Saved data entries

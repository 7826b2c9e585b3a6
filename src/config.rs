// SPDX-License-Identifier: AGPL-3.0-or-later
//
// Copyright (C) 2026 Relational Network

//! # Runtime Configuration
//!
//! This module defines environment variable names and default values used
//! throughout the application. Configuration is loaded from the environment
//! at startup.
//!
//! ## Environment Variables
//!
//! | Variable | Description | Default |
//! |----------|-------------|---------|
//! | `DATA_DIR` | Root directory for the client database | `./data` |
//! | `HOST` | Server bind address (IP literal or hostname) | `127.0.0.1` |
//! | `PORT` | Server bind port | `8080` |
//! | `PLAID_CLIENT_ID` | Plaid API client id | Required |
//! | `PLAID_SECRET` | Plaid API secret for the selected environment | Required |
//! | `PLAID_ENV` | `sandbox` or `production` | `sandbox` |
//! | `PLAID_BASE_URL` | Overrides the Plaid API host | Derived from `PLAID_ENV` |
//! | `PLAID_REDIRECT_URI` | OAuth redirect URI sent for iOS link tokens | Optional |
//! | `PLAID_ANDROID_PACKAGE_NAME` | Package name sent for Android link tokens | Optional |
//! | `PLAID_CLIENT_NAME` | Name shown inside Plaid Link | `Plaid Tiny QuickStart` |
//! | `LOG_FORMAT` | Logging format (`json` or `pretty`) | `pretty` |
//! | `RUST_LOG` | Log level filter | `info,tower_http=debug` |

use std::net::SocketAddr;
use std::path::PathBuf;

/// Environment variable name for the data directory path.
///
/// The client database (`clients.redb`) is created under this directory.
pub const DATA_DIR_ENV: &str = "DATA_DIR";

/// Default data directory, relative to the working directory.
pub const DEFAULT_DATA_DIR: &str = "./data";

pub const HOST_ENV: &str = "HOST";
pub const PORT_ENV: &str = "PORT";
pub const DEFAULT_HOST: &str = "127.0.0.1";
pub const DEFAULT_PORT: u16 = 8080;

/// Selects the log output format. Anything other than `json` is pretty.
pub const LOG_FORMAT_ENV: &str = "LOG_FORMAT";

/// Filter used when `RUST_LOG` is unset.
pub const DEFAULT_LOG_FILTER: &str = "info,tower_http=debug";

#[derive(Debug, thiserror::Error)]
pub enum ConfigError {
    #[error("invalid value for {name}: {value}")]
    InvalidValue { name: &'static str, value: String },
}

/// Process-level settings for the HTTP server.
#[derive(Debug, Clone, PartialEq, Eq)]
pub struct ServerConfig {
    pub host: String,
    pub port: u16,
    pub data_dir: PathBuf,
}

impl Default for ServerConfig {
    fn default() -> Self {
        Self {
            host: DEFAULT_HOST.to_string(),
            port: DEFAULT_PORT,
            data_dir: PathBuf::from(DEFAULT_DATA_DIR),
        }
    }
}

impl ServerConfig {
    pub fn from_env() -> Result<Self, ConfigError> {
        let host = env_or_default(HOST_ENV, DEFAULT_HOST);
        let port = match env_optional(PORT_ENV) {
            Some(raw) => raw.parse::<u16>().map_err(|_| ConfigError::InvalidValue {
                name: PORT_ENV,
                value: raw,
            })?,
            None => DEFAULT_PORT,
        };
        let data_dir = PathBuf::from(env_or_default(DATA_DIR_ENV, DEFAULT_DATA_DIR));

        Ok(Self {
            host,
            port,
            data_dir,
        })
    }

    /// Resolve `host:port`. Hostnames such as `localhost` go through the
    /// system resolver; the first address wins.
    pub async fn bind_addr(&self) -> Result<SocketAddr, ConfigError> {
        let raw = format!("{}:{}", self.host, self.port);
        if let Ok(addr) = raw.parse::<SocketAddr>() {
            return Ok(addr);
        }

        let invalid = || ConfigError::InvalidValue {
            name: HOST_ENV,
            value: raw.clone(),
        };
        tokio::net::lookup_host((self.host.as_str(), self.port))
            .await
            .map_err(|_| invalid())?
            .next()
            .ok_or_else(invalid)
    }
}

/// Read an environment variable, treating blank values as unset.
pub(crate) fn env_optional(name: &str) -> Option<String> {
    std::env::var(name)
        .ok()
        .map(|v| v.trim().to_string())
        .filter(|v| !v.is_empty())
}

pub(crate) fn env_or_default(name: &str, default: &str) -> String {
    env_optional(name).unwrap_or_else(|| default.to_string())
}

Your goal
Wherever "tokens" turns up in the records, copy the whole line.

Answer space
//! | `PLAID_REDIRECT_URI` | OAuth redirect URI sent for iOS link tokens | Optional |
//! | `PLAID_ANDROID_PACKAGE_NAME` | Package name sent for Android link tokens | Optional |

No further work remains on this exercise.